[Opening Provided information section]

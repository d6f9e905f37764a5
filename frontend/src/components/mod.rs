//! UI Components for the segmentation page.
//!
//! # Layout Components
//! - [`Hero`] - Main title and description
//! - [`Footer`] - Page footer
//!
//! # Feature Components
//! - [`UploadZone`] - Image picker with drag & drop
//! - [`FileList`] - Selected images awaiting submission
//! - [`Controls`] - Submit / reset buttons and busy indicator
//! - [`NoticeBar`] - Success and error notices
//! - [`ResultsGallery`] - Original vs segmented images

mod hero;
mod upload;
mod file_list;
mod controls;
mod notice;
mod results;
mod footer;

pub use hero::*;
pub use upload::*;
pub use file_list::*;
pub use controls::*;
pub use notice::*;
pub use results::*;
pub use footer::*;
use bio::bio_types::strand::Strand;

/// Predictions for one transcript.
///
/// Contains the ranked gene models and statistics of the search that
/// produced them.
///
/// # Examples
///
/// ```rust,no_run
/// use exonchain_core::TranscriptPredictor;
/// use exonchain_core::config::PredictorConfig;
/// use exonchain_core::hit::{HitCollection, Part, Transcript};
/// use exonchain_core::sequence::io::read_genome;
///
/// let genome = read_genome("genome.fasta")?;
/// let predictor = TranscriptPredictor::new(genome, PredictorConfig::default())?;
/// let transcript = Transcript::new("t1", vec![Part::new("e1", "MKWF")])?;
/// let result = predictor.predict(&transcript, &HitCollection::new(1))?;
///
/// for prediction in &result.predictions {
///     println!("{} {}:{} score {}", result.transcript_id, prediction.contig,
///              prediction.exons.len(), prediction.score);
/// }
/// println!("{} alignments", result.stats.alignments);
/// # Ok::<(), exonchain_core::types::ChainError>(())
/// ```
#[derive(Debug, Clone, PartialEq)]
pub struct TranscriptPrediction {
    /// Identifier of the reference transcript
    pub transcript_id: String,

    /// Gene models, best first.
    ///
    /// Empty when no chain of hits was found.
    pub predictions: Vec<Prediction>,

    /// Statistics of the search.
    pub stats: SearchStats,
}

/// One predicted gene model.
#[derive(Debug, Clone, PartialEq)]
pub struct Prediction {
    /// Contig of the prediction.
    pub contig: String,

    /// Strand of the prediction.
    pub strand: Strand,

    /// Chain value from the spliced pass.
    pub score: i64,

    /// Coding exons in transcription order.
    ///
    /// Hits fused by an intron loss form a single exon.
    pub exons: Vec<CodingExon>,

    /// Coding sequence of all exons, on the transcribed strand.
    pub coding_dna: Vec<u8>,

    /// Translation of [`Prediction::coding_dna`].
    pub protein: Vec<u8>,

    /// Introns placed inside a single reference part.
    pub intron_gains: usize,

    /// Reference part boundaries not realized as introns.
    pub intron_losses: usize,

    /// Boundary refinements that had to be skipped.
    pub problems: Vec<String>,

    /// Similarity to the reference protein.
    pub metrics: QualityMetrics,

    /// No region qualified and all hits of the strand were analysed
    /// together.
    pub fallback: bool,

    /// Recovered candidates were discarded at the per-part cap.
    pub truncated: bool,
}

impl Prediction {
    /// Genomic interval `(start, end)` of all exons, 1-based inclusive.
    #[must_use]
    pub fn extent(&self) -> Option<(i64, i64)> {
        let start = self.exons.iter().map(|e| e.start).min()?;
        let end = self.exons.iter().map(|e| e.end).max()?;
        Some((start, end))
    }
}

/// Coding exon of a prediction.
#[derive(Debug, Clone, PartialEq)]
pub struct CodingExon {
    pub contig: String,
    pub strand: Strand,
    /// First genomic position (1-based, inclusive)
    pub start: i64,
    /// Last genomic position (1-based, inclusive)
    pub end: i64,
    /// Reference part of the first hit of the exon
    pub part: usize,
    /// Bases before the first complete codon of the exon
    pub phase: u8,
    /// Evidence trail of the hits forming the exon
    pub notes: Vec<String>,
}

impl CodingExon {
    /// Length in base pairs
    #[must_use]
    pub const fn len(&self) -> i64 {
        self.end - self.start + 1
    }

    #[must_use]
    pub const fn is_empty(&self) -> bool {
        self.end < self.start
    }
}

/// Similarity of a predicted protein to the reference protein.
///
/// Fractions are relative to the reference length and range from 0 to 1.
#[derive(Debug, Clone, Copy, PartialEq, Default)]
pub struct QualityMetrics {
    /// Identical residues in a global alignment
    pub identity: f64,
    /// Residues with a positive substitution score
    pub positives: f64,
    /// Predicted protein starts with a methionine
    pub start: bool,
    /// Predicted protein ends with a stop
    pub stop: bool,
}

/// Statistics of one transcript search.
#[derive(Debug, Clone, Copy, PartialEq, Eq, Default)]
pub struct SearchStats {
    /// Contig/strand partitions with hits on known contigs
    pub tested_strands: usize,
    /// Partitions passing the contig threshold
    pub analysed_strands: usize,
    /// Best coarse chain value over all partitions
    pub best_coarse_score: Option<i64>,
    /// Pairwise alignments computed for this transcript
    pub alignments: u64,
}
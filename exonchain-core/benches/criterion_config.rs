use criterion::Criterion;
use std::time::Duration;

pub fn configure_criterion() -> Criterion {
    Criterion::default()
        .measurement_time(Duration::from_secs(20))
        .warm_up_time(Duration::from_secs(3))
        .sample_size(20)
        .significance_level(0.05)
        .noise_threshold(0.02)
}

[Closing Provided information section]

Exercise =
All lines in the entries above that include "SearchStats" should be found and copied.

Written reply =
    pub stats: SearchStats,
pub struct SearchStats {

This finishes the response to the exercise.